Señala Amnistía Internacional, que el trato que recibe “El Chapo”, es “innecesariamente severo”.

Aunque todavía ni lo han visto, en Amnistía Internacional alertan sobre los tratos que recibe Joaquín El Chapo Guzmán. Ellos todavía no lo saben, pero por lo que les han dicho los de la defensa del narcotraficante, las condiciones en las que se tiene recluido a quien fuera el criminal más buscado por Estados Unidos, son “innecesariamente severas y violan las normas internacionales a favor de un trato humano”.

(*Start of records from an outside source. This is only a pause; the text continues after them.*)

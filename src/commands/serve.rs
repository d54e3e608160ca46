//! Serve command - Starts the HTTP server.

use std::sync::Arc;

use crate::api::{cors_layer, create_router, AppState};
use crate::cli::args::ServeArgs;
use crate::config::Config;
use crate::errors::{AppError, AppResult};
use crate::infra::{Cache, Database, JobQueueNotifier};
use crate::jobs::{connect_queue, email_storage};

/// Execute the serve command
pub async fn execute(args: ServeArgs, mut config: Config) -> AppResult<()> {
    tracing::info!("Starting server...");

    let db = Arc::new(Database::connect(&config).await?);

    let cache = Cache::connect(&config)
        .await
        .map_err(|e| AppError::internal(format!("Redis connection failed: {}", e)))?;

    // Emails are queued here and delivered by `jobs work`
    let queue = connect_queue(&config.database_url).await?;
    let notifier = Arc::new(JobQueueNotifier::new(email_storage(queue)));

    if let Some(host) = args.host {
        config.server_host = host;
    }
    if let Some(port) = args.port {
        config.server_port = port;
    }
    let addr = config.server_addr();

    let cors = cors_layer(&config.frontend_url);
    let app = create_router(AppState::from_config(db, Arc::new(cache), config, notifier))
        .layer(cors);

    let listener = tokio::net::TcpListener::bind(&addr)
        .await
        .map_err(|e| AppError::internal(format!("Failed to bind to {}: {}", addr, e)))?;

    tracing::info!("Server running on http://{}", addr);

    axum::serve(
        listener,
        app.into_make_service_with_connect_info::<std::net::SocketAddr>(),
    )
    .await
    .map_err(|e| AppError::internal(format!("Server error: {}", e)))?;

    Ok(())
}
//! Redis connection used for request rate limiting.

use async_trait::async_trait;
use redis::{aio::ConnectionManager, AsyncCommands, Client, RedisError};

use crate::config::{Config, CACHE_PREFIX_RATE_LIMIT};
use crate::errors::{AppError, AppResult};

#[cfg(any(test, feature = "test-utils"))]
use mockall::automock;

/// Counter store behind the rate limiting middleware and health check.
#[cfg_attr(any(test, feature = "test-utils"), automock)]
#[async_trait]
pub trait RateLimitStore: Send + Sync {
    /// Round-trip to the store to check connectivity.
    async fn ping(&self) -> AppResult<()>;

    /// Count one request against a fixed window.
    ///
    /// Returns `(count_in_window, allowed)`.
    async fn check_rate_limit(
        &self,
        identifier: &str,
        max_requests: u64,
        window_seconds: u64,
    ) -> AppResult<(u64, bool)>;
}

/// Redis wrapper holding a multiplexed, auto-reconnecting connection.
#[derive(Clone)]
pub struct Cache {
    connection: ConnectionManager,
}

impl Cache {
    /// Connect to Redis.
    pub async fn connect(config: &Config) -> Result<Self, RedisError> {
        let client = Client::open(config.redis_url.as_str())?;
        let connection = ConnectionManager::new(client).await?;

        tracing::info!("Redis cache connected");

        Ok(Self { connection })
    }
}

#[async_trait]
impl RateLimitStore for Cache {
    async fn ping(&self) -> AppResult<()> {
        let mut conn = self.connection.clone();
        let _: String = redis::cmd("PING")
            .query_async(&mut conn)
            .await
            .map_err(cache_error)?;
        Ok(())
    }

    /// The window starts with the first request and the counter expires
    /// with it.
    async fn check_rate_limit(
        &self,
        identifier: &str,
        max_requests: u64,
        window_seconds: u64,
    ) -> AppResult<(u64, bool)> {
        let key = format!("{}{}", CACHE_PREFIX_RATE_LIMIT, identifier);
        let mut conn = self.connection.clone();

        let count: u64 = conn.incr(&key, 1u64).await.map_err(cache_error)?;
        if count == 1 {
            let _: () = conn
                .expire(&key, window_seconds as i64)
                .await
                .map_err(cache_error)?;
        }

        Ok((count, count <= max_requests))
    }
}

fn cache_error(e: RedisError) -> AppError {
    tracing::error!("Redis error: {}", e);
    AppError::internal(format!("Cache error: {}", e))
}
//! Pagination types for list endpoints.

use serde::{Deserialize, Serialize};
use utoipa::{IntoParams, ToSchema};

use crate::config::{DEFAULT_PAGE_NUMBER, DEFAULT_PAGE_SIZE, MAX_PAGE_SIZE};
use crate::domain::{Event, ParticipantDetails, UserResponse};

/// Pagination query parameters, shared by all list endpoints
#[derive(Debug, Clone, Copy, PartialEq, Eq, Deserialize, IntoParams)]
#[into_params(parameter_in = Query)]
pub struct PaginationParams {
    /// Page number (1-indexed)
    #[serde(default = "default_page")]
    pub page: u64,
    /// Items per page
    #[serde(default = "default_per_page")]
    pub per_page: u64,
}

fn default_page() -> u64 {
    DEFAULT_PAGE_NUMBER
}

fn default_per_page() -> u64 {
    DEFAULT_PAGE_SIZE
}

impl PaginationParams {
    /// Build from optional query values, clamping to sane bounds.
    pub fn new(page: Option<u64>, per_page: Option<u64>) -> Self {
        Self {
            page: page.unwrap_or(DEFAULT_PAGE_NUMBER),
            per_page: per_page.unwrap_or(DEFAULT_PAGE_SIZE),
        }
        .normalized()
    }

    /// Page at least 1, page size between 1 and the maximum.
    pub fn normalized(self) -> Self {
        Self {
            page: self.page.max(1),
            per_page: self.per_page.clamp(1, MAX_PAGE_SIZE),
        }
    }
}

impl Default for PaginationParams {
    fn default() -> Self {
        Self {
            page: DEFAULT_PAGE_NUMBER,
            per_page: DEFAULT_PAGE_SIZE,
        }
    }
}

/// Paginated response wrapper
#[derive(Debug, Serialize, ToSchema)]
#[aliases(
    PaginatedEvents = Paginated<Event>,
    PaginatedUsers = Paginated<UserResponse>,
    PaginatedParticipants = Paginated<ParticipantDetails>
)]
pub struct Paginated<T> {
    pub data: Vec<T>,
    pub meta: PaginationMeta,
}

/// Pagination metadata
#[derive(Debug, Serialize, ToSchema)]
pub struct PaginationMeta {
    pub page: u64,
    pub per_page: u64,
    pub total: u64,
    pub total_pages: u64,
}

impl<T> Paginated<T> {
    /// Create new paginated response
    pub fn new(data: Vec<T>, page: u64, per_page: u64, total: u64) -> Self {
        let total_pages = if per_page > 0 {
            total.div_ceil(per_page)
        } else {
            0
        };

        Self {
            data,
            meta: PaginationMeta {
                page,
                per_page,
                total,
                total_pages,
            },
        }
    }
}

impl<T> Paginated<T> {
    /// Convert every item, keeping the page metadata.
    pub fn map<U>(self, f: impl FnMut(T) -> U) -> Paginated<U> {
        Paginated {
            data: self.data.into_iter().map(f).collect(),
            meta: self.meta,
        }
    }
}

#[cfg(test)]
mod tests {
    use super::*;

    #[test]
    fn test_params_are_clamped() {
        let params = PaginationParams::new(Some(0), Some(10_000));
        assert_eq!(params.page, 1);
        assert_eq!(params.per_page, MAX_PAGE_SIZE);
    }

    #[test]
    fn test_total_pages_rounds_up() {
        let page = Paginated::new(vec![1, 2, 3], 1, 3, 7);
        assert_eq!(page.meta.total_pages, 3);

        let mapped = page.map(|n| n * 2);
        assert_eq!(mapped.data, vec![2, 4, 6]);
        assert_eq!(mapped.meta.total, 7);
    }
}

De acuerdo con los abogados de Guzmán Loera, durante su encierro en Estados Unidos, su cliente ha agudizado los padecimientos que cargaba desde México: un severo trastorno de ansiedad que, incluso, le dificulta respirar, le provoca dolores de garganta e intensos dolores de cabeza.

Además, para que vean que la música banda no deja nada bueno, la defensa de quien fuera líder del Cártel de Sinaloa señalan que El Chapo  ya sufre alucinaciones auditivas, “se queja de escuchar (“El pasito perrón”) música en su celda incluso si tiene la radio apagada”. Sin embargo, de acuerdo con el psicólogo de la cárcel, lo que Guzmán escuchó era la radio de uno de los miembros del personal.

Ya que lo anterior suena grave, los de Amnistía Internacional (AI) desean entrevistar al friendzoneado criminal, para comprobar qué tan verdaderos son los maltratos que dicen recibe. Además de solicitar permiso para tener acceso al Centro Correccional Metropolitano, ubicado en Nueva York, el grupo defensor de los derechos humanos externó su preocupación por las versiones que circulan, respecto al deterioro de la salud del criminal.

Sobre el asunto, la fiscalía federal estadounidense no se ha pronunciado. Sin embargo, anteriormente las autoridades señalaron que las condiciones en las que está recluido Guzmán Loera son las apropiadas… tomando en cuenta que se trata de un hombre que logró huir en dos ocasiones de cárceles que, supuestamente, eran de alta seguridad. Además, señalaron que las condiciones de aislamiento en las que lo tienen guardado no son de a gratis: de acuerdo con La Jornada, mientras estaba en México, Guzmán se comunicaba con códigos, ofrecía sobornos y se hizo de sus mañas para, aun entambado, pudiera seguir controlando sus negocios criminales.

Por otra parte, según Bloomberg, parece que después de su roce con estrellas de Hollywood (y Televisa) el buen Chapo le agarró gusto a las cámaras, ya que otra de sus peticiones es que le dejen dar entrevistas a medios. No por ver si así le da una visitadita Kate del Castillo, sino porque quiere que el jurado conozca su verdad y se den cuenta que “él es inocente”.